(Saved data entries)

--------------------

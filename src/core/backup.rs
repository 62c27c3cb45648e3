//! Backup copies taken before a file is rewritten

use std::ffi::OsString;
use std::path::{Path, PathBuf};
use tracing::info;

use crate::core::errors::{Result, TranslationError};

/// A byte-identical copy of a file at `<original>.bak`.
///
/// Backups are never deleted or restored automatically.
#[derive(Debug, Clone, PartialEq, Eq)]
pub struct BackupCopy {
    pub original: PathBuf,
    pub path: PathBuf,
    pub bytes: u64,
}

/// `<path>.bak`, keeping the original extension (`a.txt` -> `a.txt.bak`)
pub fn backup_path(path: &Path) -> PathBuf {
    let mut name = OsString::from(path.as_os_str());
    name.push(".bak");
    PathBuf::from(name)
}

/// Copy `path` to `<path>.bak`, overwriting any earlier backup
pub async fn backup(path: &Path) -> Result<BackupCopy> {
    let target = backup_path(path);

    let bytes = tokio::fs::copy(path, &target)
        .await
        .map_err(|e| TranslationError::BackupError {
            path: path.display().to_string(),
            message: e.to_string(),
        })?;

    info!("Backup created: {}", target.display());

    Ok(BackupCopy {
        original: path.to_path_buf(),
        path: target,
        bytes,
    })
}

--------------------

The task |
The required result is an exact repeat of the records above from the line containing "let target = backup_path(path);" to their final line.

Answer space |
    let target = backup_path(path);

    let bytes = tokio::fs::copy(path, &target)
        .await
        .map_err(|e| TranslationError::BackupError {
            path: path.display().to_string(),
            message: e.to_string(),
        })?;

    info!("Backup created: {}", target.display());

    Ok(BackupCopy {
        original: path.to_path_buf(),
        path: target,
        bytes,
    })
}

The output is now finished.